European and American bankers raise the alarm for increased recession likelihood
Jamie Dimon is in the press this morning, sounding the alarm bells on the global economy. He believes the US is presently on a sound financial footing, but the future is somewhat uncertain. Mr Dimon has stated that the likelihood of a near-future recession in the US is increasing.
Europe is one of the US’s largest trading partners in exports and imports. Already wilting under the pressure of higher fuel costs because of the war on its borders, economic conditions on the continent are deteriorating.
Santander UK is the country’s fourth-largest mortgage lender and is concerned about the state of the economy. Santander UK is putting aside more money to cover an anticipated increase in defaults due to the rising cost of living crisis. The UK is the US’s seventh-largest trading partner.
Exports comprise approximately 10% of the US GDP, with the UK and Europe around 25% of those sales combined. Therefore a 5-10% reduction in demand from Europe would be a modest 0.1 to 0.2 % decrease in US GDP.
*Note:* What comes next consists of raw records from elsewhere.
//! # Body Fat Analysis
//!
//! Runs the full analysis on a synthetic study with the body-fat schema:
//! anomaly screening, overall F-test, Holm selection, VIF reduction,
//! exhaustive subset search and the final AGE + ABDOMEN estimator.
//!
//! Run with: `cargo run --example analysis`

use bodyfat_analysis::anomaly::predict_reference;
use bodyfat_analysis::data::{schema, Dataset};
use bodyfat_analysis::model::BodyFatEstimator;
use bodyfat_analysis::{run_analysis, AnalysisOptions};

fn main() -> Result<(), Box<dyn std::error::Error>> {
    println!("=== Body Fat Analysis ===\n");

    let dataset = synthetic_study(252)?;
    let report = run_analysis(&dataset, &AnalysisOptions::default())?;

    println!("--- Anomalies (threshold 8) ---\n");
    for a in &report.anomalies {
        println!(
            "  IDNO {:>3}: recorded {:>5.1}, reference {:>5.1}, |diff| {:>5.2}",
            a.id, a.actual, a.predicted, a.deviation
        );
    }

    let gof = &report.goodness_of_fit;
    println!("\n--- Goodness of fit (all predictors) ---\n");
    println!("  SST = {:.2}, SSE = {:.2}, SSR = {:.2}", gof.sst, gof.sse, gof.ssr);
    println!(
        "  F = {:.3} on ({}, {}) df, critical {:.3}, p = {:.3e}",
        gof.f_statistic, gof.df_model, gof.df_residual, gof.f_critical, gof.p_value
    );

    println!("\n--- Holm step-down ---\n");
    for row in &report.significance {
        println!(
            "  {:<10} p = {:.3e}  threshold = {:.4}  {}",
            row.feature,
            row.p_value,
            row.threshold,
            if row.significant { "kept" } else { "" }
        );
    }

    println!("\n--- VIF ---\n");
    for entry in &report.vif {
        println!("  {:<10} {:>8.2}", entry.feature, entry.vif);
    }
    println!("  after reduction: {:?}", report.reduced_features);

    println!("\n--- Best subsets (by test RMSE) ---\n");
    for score in report.subsets.iter().take(5) {
        println!(
            "  RMSE {:.3}  R² {:.3}  mean VIF {:>6.2}  {:?}",
            score.rmse, score.r_squared, score.mean_vif, score.features
        );
    }

    println!("\n--- Excluded before the final fit ---\n");
    for row in &report.excluded {
        println!("  IDNO {:>3}: Cook's D {:.3}", row.id, row.cooks_distance);
    }

    let model = &report.final_model;
    println!("\n--- Final model ---\n");
    println!(
        "  R² = {:.4} (test {:.4}), test RMSE = {:.3}, AIC = {:.1}",
        model.r_squared, model.test_r_squared, model.test_rmse, model.aic
    );
    for c in std::iter::once(&model.intercept).chain(&model.coefficients) {
        println!(
            "  {:<10} {:>9.4} ± {:.4}  [{:.4}, {:.4}]",
            c.term, c.estimate, c.std_error, c.conf_low, c.conf_high
        );
    }
    println!("  high leverage rows: {:?}", model.high_leverage());
    println!("  influential rows:   {:?}", model.influential());
    println!("  |t| > 2 residuals:  {:?}", model.outliers(2.0));

    println!("\n--- Estimator ---\n");
    let estimator = BodyFatEstimator::published();
    for (age, abdomen) in [(25.0, 80.0), (45.0, 95.0), (60.0, 110.0)] {
        let est = estimator.estimate(age, abdomen)?;
        println!(
            "  age {age:>4.0}, abdomen {abdomen:>5.1}: {:.1}% [{:.1}, {:.1}]",
            est.body_fat, est.lower, est.upper
        );
    }

    Ok(())
}

/// Study-shaped data with two implausible responses planted.
fn synthetic_study(n: usize) -> Result<Dataset, Box<dyn std::error::Error>> {
    let mut columns: Vec<Vec<f64>> = vec![Vec::with_capacity(n); schema::ALL_COLUMNS.len()];

    for i in 0..n {
        let t = i as f64;
        let wobble = |k: f64| (t * k).sin();

        let age = 45.0 + 20.0 * wobble(0.37);
        let height = 70.0 + 2.5 * wobble(1.11);
        let weight = 180.0 + 30.0 * wobble(0.73);
        let adiposity = 703.0 * weight / (height * height);
        let abdomen = 2.6 * adiposity + 25.0 + 5.0 * wobble(2.03);
        let mut bodyfat = predict_reference(adiposity, age) + 0.4 * (abdomen - 2.6 * adiposity - 25.0);
        if i == 171 {
            bodyfat = 0.0;
        } else if i == 181 {
            bodyfat = 1.9;
        }

        let row = [
            t + 1.0,
            bodyfat,
            495.0 / (bodyfat + 450.0),
            age,
            weight,
            height,
            adiposity,
            0.08 * weight + 23.0 + wobble(3.1),
            0.9 * abdomen + 15.0 + 3.0 * wobble(1.7),
            abdomen,
            0.4 * abdomen + 0.2 * weight + 27.0 + 2.0 * wobble(2.9),
            0.15 * weight + 32.0 + 2.0 * wobble(0.53),
            0.05 * weight + 29.5 + wobble(4.3),
            22.0 + wobble(5.7),
            0.06 * weight + 21.5 + 1.5 * wobble(6.1),
            28.5 + 1.2 * wobble(7.3),
            18.0 + 0.6 * wobble(8.9),
        ];
        for (column, value) in columns.iter_mut().zip(row) {
            column.push(value);
        }
    }

    Ok(Dataset::from_columns(
        schema::ALL_COLUMNS.iter().copied().zip(columns),
    )?)
}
The foreign earnings of US companies would be most at risk, not necessarily all repatriated but certainly factored in when making hiring and firing decisions at home.
Top Australian Brokers
Around 40% of the US S&P 500 company revenues come from overseas. Here the US is more vulnerable to a sharp downturn in the global economy. Declining foreign earnings will form a negative feedback loop to the domestic economy and sour the outlook.
The golden age of globalisation may be behind us, but the interconnectedness of international economies is still beneficial.
Australian share of GDP from exports currently sits at over 20%. Many of the derivative services that make up the bulk of our economy heavily rely on the capital flows from the mining and export sectors.
A European downturn will not only be felt directly through a decline in the demand for Australian coal and other raw materials but indirectly as well.
As an illustration, a decline in company earnings for US service providers operating in Europe could see retrenchments in the US. A rise in the number of US unemployed will result in a reduction in the volume of goods manufactured in China. Lower demand for Chinese factory output will stall plans for new roads and buildings in the country, throttling demand for Australian iron ore.
Stubborn inflation, tight oil supply, and labour shortages have combined to curtail economic conditions. Large lenders are starting to sound the alarm bells of a global economy on the rocks, and we should listen!